A manager I began coaching was promoted into a leadership position in a large global company. Six months into his new role, his 360-degree feedback results indicated that he was overly “eager to please.”

Because he wanted to succeed at his new level and was looking to make a positive impact on the business at large, he naturally wanted his managers and his peers to have a positive opinion of him. What could he do to legitimize himself in his new position and to be perceived less as a pleaser?

My response was to ask, “What other feedback did you receive?” I wanted to know what else we had to work with since reducing one’s tendency to “please others” in order to “please others” seemed like a futile exercise.

The answer came in some of his other feedback. He was also perceived as someone who lacks focus, doesn’t always follow through on his promises, and could be a much stronger communicator.

I suggested he work on changing just ONE thing that he thought would have the biggest impact. After further conversation, he decided to start with prioritization. He saw that by clearly prioritizing his work and consistently communicating his priorities, he could not only gain much-needed focus, but he could have a different conversation with others when they approached him with competing priorities of their own. Instead of responding, “Sure, I’ll take care of that right away!” he could say, “I’d love to help you, but I’m focused on this other priority right now. Help me understand how critical your need is in context of what I’m focused on today, and I’ll see what I can do.”

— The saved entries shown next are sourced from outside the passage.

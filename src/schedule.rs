//! Dosing schedule and the matcher that decides whether a medicine is due
//!
//! The schedule maps a normalised medicine name to the wall-clock minutes at
//! which it is administered. Matching is a pure function of the schedule, the
//! medicine named by an event and the current time of day.

use chrono::{NaiveTime, Timelike};
use serde::de::{MapAccess, Visitor};
use serde::{Deserialize, Deserializer, Serialize, Serializer};
use std::collections::{BTreeSet, HashMap};
use std::fmt;
use std::path::Path;
use std::str::FromStr;
use unicode_normalization::{char::is_combining_mark, UnicodeNormalization};

use crate::error::{ScheduleError, SubscriberError};

const MINUTES_PER_DAY: u16 = 24 * 60;

/// Fold a medicine name for lookup: case-insensitive, accent-insensitive,
/// surrounding and repeated whitespace ignored.
pub fn normalize_medicine(name: &str) -> String {
    name.split_whitespace()
        .map(|word| {
            word.nfd()
                .filter(|c| !is_combining_mark(*c))
                .flat_map(char::to_lowercase)
                .collect::<String>()
        })
        .collect::<Vec<_>>()
        .join(" ")
}

/// A dosing time of day with minute resolution
#[derive(Debug, Clone, Copy, PartialEq, Eq, PartialOrd, Ord, Hash)]
pub struct DoseTime(u16);

impl DoseTime {
    pub fn new(hour: u32, minute: u32) -> Result<Self, ScheduleError> {
        if hour >= 24 || minute >= 60 {
            return Err(ScheduleError::InvalidTime(format!("{hour}:{minute}")));
        }
        Ok(Self((hour * 60 + minute) as u16))
    }

    const fn hm(hour: u16, minute: u16) -> Self {
        Self(hour * 60 + minute)
    }

    pub fn hour(&self) -> u32 {
        u32::from(self.0 / 60)
    }

    pub fn minute(&self) -> u32 {
        u32::from(self.0 % 60)
    }

    /// Minutes between two times of day, measured the short way round midnight
    pub fn distance(&self, other: DoseTime) -> u16 {
        let forward = (self.0 + MINUTES_PER_DAY - other.0) % MINUTES_PER_DAY;
        forward.min(MINUTES_PER_DAY - forward)
    }
}

impl From<NaiveTime> for DoseTime {
    fn from(time: NaiveTime) -> Self {
        Self::hm(time.hour() as u16, time.minute() as u16)
    }
}

impl FromStr for DoseTime {
    type Err = ScheduleError;

    fn from_str(s: &str) -> Result<Self, Self::Err> {
        let invalid = || ScheduleError::InvalidTime(s.to_string());
        let (hour, minute) = s.trim().split_once(':').ok_or_else(invalid)?;
        let digits = |part: &str| part.bytes().all(|b| b.is_ascii_digit());
        if !(1..=2).contains(&hour.len()) || minute.len() != 2 || !digits(hour) || !digits(minute) {
            return Err(invalid());
        }
        let hour: u32 = hour.parse().map_err(|_| invalid())?;
        let minute: u32 = minute.parse().map_err(|_| invalid())?;
        DoseTime::new(hour, minute).map_err(|_| invalid())
    }
}

impl fmt::Display for DoseTime {
    fn fmt(&self, f: &mut fmt::Formatter<'_>) -> fmt::Result {
        write!(f, "{:02}:{:02}", self.hour(), self.minute())
    }
}

impl Serialize for DoseTime {
    fn serialize<S: Serializer>(&self, serializer: S) -> Result<S::Ok, S::Error> {
        serializer.collect_str(self)
    }
}

impl<'de> Deserialize<'de> for DoseTime {
    fn deserialize<D: Deserializer<'de>>(deserializer: D) -> Result<Self, D::Error> {
        let raw = String::deserialize(deserializer)?;
        raw.parse().map_err(serde::de::Error::custom)
    }
}

/// One medicine and the times of day it is due
#[derive(Debug, Clone, PartialEq, Eq, Serialize)]
pub struct ScheduledMedicine {
    /// Name as configured, used in reminders
    pub name: String,
    pub times: BTreeSet<DoseTime>,
}

impl ScheduledMedicine {
    pub fn reminder_message(&self) -> String {
        format!("The patient must take {}", self.name)
    }
}

/// Schedule file entries in document order, repeated keys included
struct ScheduleEntries(Vec<(String, Vec<DoseTime>)>);

impl<'de> Deserialize<'de> for ScheduleEntries {
    fn deserialize<D: Deserializer<'de>>(deserializer: D) -> Result<Self, D::Error> {
        struct EntriesVisitor;

        impl<'de> Visitor<'de> for EntriesVisitor {
            type Value = ScheduleEntries;

            fn expecting(&self, f: &mut fmt::Formatter<'_>) -> fmt::Result {
                f.write_str("a map of medicine names to lists of HH:MM times")
            }

            fn visit_map<A: MapAccess<'de>>(self, mut map: A) -> Result<Self::Value, A::Error> {
                let mut entries = Vec::with_capacity(map.size_hint().unwrap_or(0));
                while let Some(entry) = map.next_entry::<String, Vec<DoseTime>>()? {
                    entries.push(entry);
                }
                Ok(ScheduleEntries(entries))
            }
        }

        deserializer.deserialize_map(EntriesVisitor)
    }
}

/// Read-only mapping from medicine to dosing times
#[derive(Debug, Clone, PartialEq, Eq)]
pub struct DosingSchedule {
    medicines: HashMap<String, ScheduledMedicine>,
}

impl DosingSchedule {
    pub fn new<I, N, T>(entries: I) -> Result<Self, ScheduleError>
    where
        I: IntoIterator<Item = (N, T)>,
        N: Into<String>,
        T: IntoIterator<Item = DoseTime>,
    {
        let mut medicines: HashMap<String, ScheduledMedicine> = HashMap::new();

        for (name, times) in entries {
            let name = name.into().trim().to_string();
            let key = normalize_medicine(&name);
            if key.is_empty() {
                return Err(ScheduleError::EmptyName);
            }

            let times: BTreeSet<DoseTime> = times.into_iter().collect();
            if times.is_empty() {
                return Err(ScheduleError::NoDoseTimes(name));
            }

            if let Some(existing) = medicines.get(&key) {
                return Err(ScheduleError::DuplicateMedicine {
                    first: existing.name.clone(),
                    second: name,
                });
            }

            medicines.insert(key, ScheduledMedicine { name, times });
        }

        Ok(Self { medicines })
    }

    /// Parse `{"medicine": ["HH:MM", ...], ...}`
    pub fn from_json(json: &str) -> Result<Self, ScheduleError> {
        let ScheduleEntries(entries) = serde_json::from_str(json)?;
        Self::new(entries)
    }

    pub fn load(path: impl AsRef<Path>) -> Result<Self, SubscriberError> {
        let json = std::fs::read_to_string(path)?;
        Ok(Self::from_json(&json)?)
    }

    /// The schedule the medicine timer shipped with
    pub fn builtin() -> Self {
        let entries = [
            ("paracetamol", vec![DoseTime::hm(0, 0), DoseTime::hm(8, 0), DoseTime::hm(16, 0)]),
            (
                "ibuprofeno",
                vec![
                    DoseTime::hm(0, 0),
                    DoseTime::hm(6, 0),
                    DoseTime::hm(12, 0),
                    DoseTime::hm(18, 0),
                ],
            ),
            ("insulina", vec![DoseTime::hm(8, 0), DoseTime::hm(20, 0)]),
            ("tolbutamina", vec![DoseTime::hm(18, 0)]),
        ];

        let medicines = entries
            .into_iter()
            .map(|(name, times)| {
                (
                    normalize_medicine(name),
                    ScheduledMedicine {
                        name: name.to_string(),
                        times: times.into_iter().collect(),
                    },
                )
            })
            .collect();

        Self { medicines }
    }

    pub fn get(&self, medicine: &str) -> Option<&ScheduledMedicine> {
        self.medicines.get(&normalize_medicine(medicine))
    }

    pub fn iter(&self) -> impl Iterator<Item = &ScheduledMedicine> {
        self.medicines.values()
    }

    pub fn len(&self) -> usize {
        self.medicines.len()
    }

    pub fn is_empty(&self) -> bool {
        self.medicines.is_empty()
    }
}

/// How far from a dosing time an event may be processed and still match.
///
/// `tolerance_minutes = 0` is exact-minute matching.
#[derive(Debug, Clone, Copy, PartialEq, Eq, Default)]
pub struct MatchPolicy {
    tolerance_minutes: u16,
}

impl MatchPolicy {
    pub fn exact() -> Self {
        Self::default()
    }

    pub fn window(tolerance_minutes: u32) -> Result<Self, ScheduleError> {
        if tolerance_minutes >= u32::from(MINUTES_PER_DAY / 2) {
            return Err(ScheduleError::InvalidTolerance(tolerance_minutes));
        }
        Ok(Self {
            tolerance_minutes: tolerance_minutes as u16,
        })
    }

    pub fn tolerance_minutes(&self) -> u16 {
        self.tolerance_minutes
    }

    pub fn covers(&self, dose: DoseTime, now: DoseTime) -> bool {
        dose.distance(now) <= self.tolerance_minutes
    }
}

/// Decides whether a medicine is due at a given time of day
#[derive(Debug, Clone, Copy, Default)]
pub struct ScheduleMatcher {
    policy: MatchPolicy,
}

impl ScheduleMatcher {
    pub fn new(policy: MatchPolicy) -> Self {
        Self { policy }
    }

    pub fn policy(&self) -> MatchPolicy {
        self.policy
    }

    pub fn matches(&self, schedule: &DosingSchedule, medicine: &str, now: NaiveTime) -> bool {
        self.due_medicine(schedule, medicine, now).is_some()
    }

    /// The scheduled entry for `medicine` if one of its doses falls on `now`
    pub fn due_medicine<'a>(
        &self,
        schedule: &'a DosingSchedule,
        medicine: &str,
        now: NaiveTime,
    ) -> Option<&'a ScheduledMedicine> {
        let now = DoseTime::from(now);
        schedule
            .get(medicine)
            .filter(|scheduled| scheduled.times.iter().any(|dose| self.policy.covers(*dose, now)))
    }
}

The result? No unrealistic promises, and minimal distractions.

This manager’s new level of focus can change at least three important perceptions.

  1. His self-perception that he is running after too many priorities at once to be successful at anything.
  2. The perception of others that he jumps from task to task without prioritizing or following through on his promises.
  3. The perception of self AND others that he is overly eager to please, and therefore isn’t really a peer to others at the leadership level.

Of course, knowing what he needs to do and having the desire to do it is merely the first step. The next step is to report back on how effectively he set and reset priorities over a period of 7-10 days being honest about his successes and failures. Over the long-run he needs to gather more feedback to see if his efforts are having the desired effect.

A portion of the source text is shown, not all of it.